• [Input material]

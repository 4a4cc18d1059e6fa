//! TIFF stack support.
//!
//! Volumes travel on disk as multi-page grayscale TIFF files, one page per
//! Z plane. Raw camera stacks are 16-bit; intermediate results and OTF
//! files are 32-bit float.
//!
//! # Example
//!
//! ```rust,ignore
//! use decon_io::tiff;
//!
//! let stack = tiff::read_volume("cell_560nm.tif")?;
//! println!("loaded {}", stack.shape());
//! tiff::write_volume("out.tif", &stack)?;
//! ```

use crate::{IoError, IoResult};
use decon_core::{AnyVolume, Volume, VolumeShape};
use std::fs::File;
use std::io::BufReader;
use std::path::Path;

enum StackData {
    U16(Vec<u16>),
    F32(Vec<f32>),
}

/// Reads a grayscale TIFF stack into a volume.
///
/// All pages must share one size and one sample format. 8-bit pages are
/// widened to u16 so they can feed the native kernels directly.
pub fn read_volume<P: AsRef<Path>>(path: P) -> IoResult<AnyVolume> {
    use tiff::decoder::{Decoder, DecodingResult};
    use tiff::ColorType;

    let path = path.as_ref();
    let file = File::open(path)?;
    let mut decoder =
        Decoder::new(BufReader::new(file)).map_err(|e| IoError::decode(path, e))?;

    let (nx, ny) = decoder.dimensions().map_err(|e| IoError::decode(path, e))?;
    let mut data: Option<StackData> = None;
    let mut pages = 0usize;

    loop {
        let (w, h) = decoder.dimensions().map_err(|e| IoError::decode(path, e))?;
        if (w, h) != (nx, ny) {
            return Err(IoError::InconsistentStack {
                path: path.to_path_buf(),
                page: pages,
                got: format!("{}x{}", w, h),
                expected: format!("{}x{}", nx, ny),
            });
        }

        let color = decoder.colortype().map_err(|e| IoError::decode(path, e))?;
        let page = decoder.read_image().map_err(|e| IoError::decode(path, e))?;
        match (color, page) {
            (ColorType::Gray(8), DecodingResult::U8(buf)) => {
                let buf: Vec<u16> = buf.iter().map(|&v| v as u16).collect();
                append_u16(path, &mut data, buf)?;
            }
            (ColorType::Gray(16), DecodingResult::U16(buf)) => {
                append_u16(path, &mut data, buf)?;
            }
            (ColorType::Gray(32), DecodingResult::F32(buf)) => match &mut data {
                None => data = Some(StackData::F32(buf)),
                Some(StackData::F32(acc)) => acc.extend_from_slice(&buf),
                Some(StackData::U16(_)) => {
                    return Err(IoError::unsupported(path, "mixed u16/f32 pages"));
                }
            },
            (ct, _) => {
                return Err(IoError::unsupported(
                    path,
                    format!("color type {:?}; expected grayscale 8/16-bit or f32", ct),
                ));
            }
        }
        pages += 1;

        if !decoder.more_images() {
            break;
        }
        decoder.next_image().map_err(|e| IoError::decode(path, e))?;
    }

    let shape = VolumeShape::new(pages as u32, ny, nx);
    match data {
        Some(StackData::U16(buf)) => Ok(AnyVolume::U16(Volume::from_vec(shape, buf)?)),
        Some(StackData::F32(buf)) => Ok(AnyVolume::F32(Volume::from_vec(shape, buf)?)),
        None => Err(IoError::unsupported(path, "no pages")),
    }
}

fn append_u16(path: &Path, data: &mut Option<StackData>, buf: Vec<u16>) -> IoResult<()> {
    match data {
        None => *data = Some(StackData::U16(buf)),
        Some(StackData::U16(acc)) => acc.extend_from_slice(&buf),
        Some(StackData::F32(_)) => {
            return Err(IoError::unsupported(path, "mixed u16/f32 pages"));
        }
    }
    Ok(())
}

/// Reads the (Z, Y, X) geometry of a stack without decoding pixel data.
///
/// Pages are counted by walking the IFD chain; pixel payloads stay on disk.
pub fn read_dims<P: AsRef<Path>>(path: P) -> IoResult<VolumeShape> {
    use tiff::decoder::Decoder;

    let path = path.as_ref();
    let file = File::open(path)?;
    let mut decoder =
        Decoder::new(BufReader::new(file)).map_err(|e| IoError::decode(path, e))?;

    let (nx, ny) = decoder.dimensions().map_err(|e| IoError::decode(path, e))?;
    let mut pages = 1u32;
    while decoder.more_images() {
        decoder.next_image().map_err(|e| IoError::decode(path, e))?;
        pages += 1;
    }
    Ok(VolumeShape::new(pages, ny, nx))
}

/// Writes a volume as a multi-page grayscale TIFF, one page per Z plane.
pub fn write_volume<P: AsRef<Path>>(path: P, volume: &AnyVolume) -> IoResult<()> {
    use tiff::encoder::{colortype, TiffEncoder};

    let path = path.as_ref();
    let file = File::create(path)?;
    let mut encoder = TiffEncoder::new(file).map_err(|e| IoError::encode(path, e))?;

    let shape = volume.shape();
    match volume {
        AnyVolume::U16(v) => {
            for z in 0..shape.nz {
                encoder
                    .write_image::<colortype::Gray16>(shape.nx, shape.ny, v.plane(z))
                    .map_err(|e| IoError::encode(path, e))?;
            }
        }
        AnyVolume::F32(v) => {
            for z in 0..shape.nz {
                encoder
                    .write_image::<colortype::Gray32Float>(shape.nx, shape.ny, v.plane(z))
                    .map_err(|e| IoError::encode(path, e))?;
            }
        }
    }
    Ok(())
}

#[cfg(test)]
mod tests {
    use super::*;

    fn ramp_volume(shape: VolumeShape) -> AnyVolume {
        let data: Vec<u16> = (0..shape.len()).map(|i| (i % 4096) as u16).collect();
        AnyVolume::U16(Volume::from_vec(shape, data).unwrap())
    }

    #[test]
    fn u16_stack_round_trip() {
        let dir = tempfile::tempdir().unwrap();
        let path = dir.path().join("stack.tif");
        let vol = ramp_volume(VolumeShape::new(5, 8, 16));

        write_volume(&path, &vol).unwrap();
        let loaded = read_volume(&path).unwrap();
        assert_eq!(loaded, vol);
    }

    #[test]
    fn f32_stack_round_trip() {
        let dir = tempfile::tempdir().unwrap();
        let path = dir.path().join("stack_f32.tif");
        let shape = VolumeShape::new(3, 4, 4);
        let data: Vec<f32> = (0..shape.len()).map(|i| i as f32 * 0.25).collect();
        let vol = AnyVolume::F32(Volume::from_vec(shape, data).unwrap());

        write_volume(&path, &vol).unwrap();
        let loaded = read_volume(&path).unwrap();
        assert_eq!(loaded, vol);
    }

    #[test]
    fn read_dims_counts_pages_without_decoding() {
        let dir = tempfile::tempdir().unwrap();
        let path = dir.path().join("dims.tif");
        let shape = VolumeShape::new(7, 6, 10);
        write_volume(&path, &ramp_volume(shape)).unwrap();

        assert_eq!(read_dims(&path).unwrap(), shape);
    }

    #[test]
    fn missing_file_is_an_io_error() {
        let err = read_volume("/definitely/not/here.tif").unwrap_err();
        assert!(matches!(err, IoError::Io(_)));
    }
}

• [Action item]
Check each line of the records above, and copy those that hold the word "Option".

• [Reply to the exercise]
    let mut data: Option<StackData> = None;
fn append_u16(path: &Path, data: &mut Option<StackData>, buf: Vec<u16>) -> IoResult<()> {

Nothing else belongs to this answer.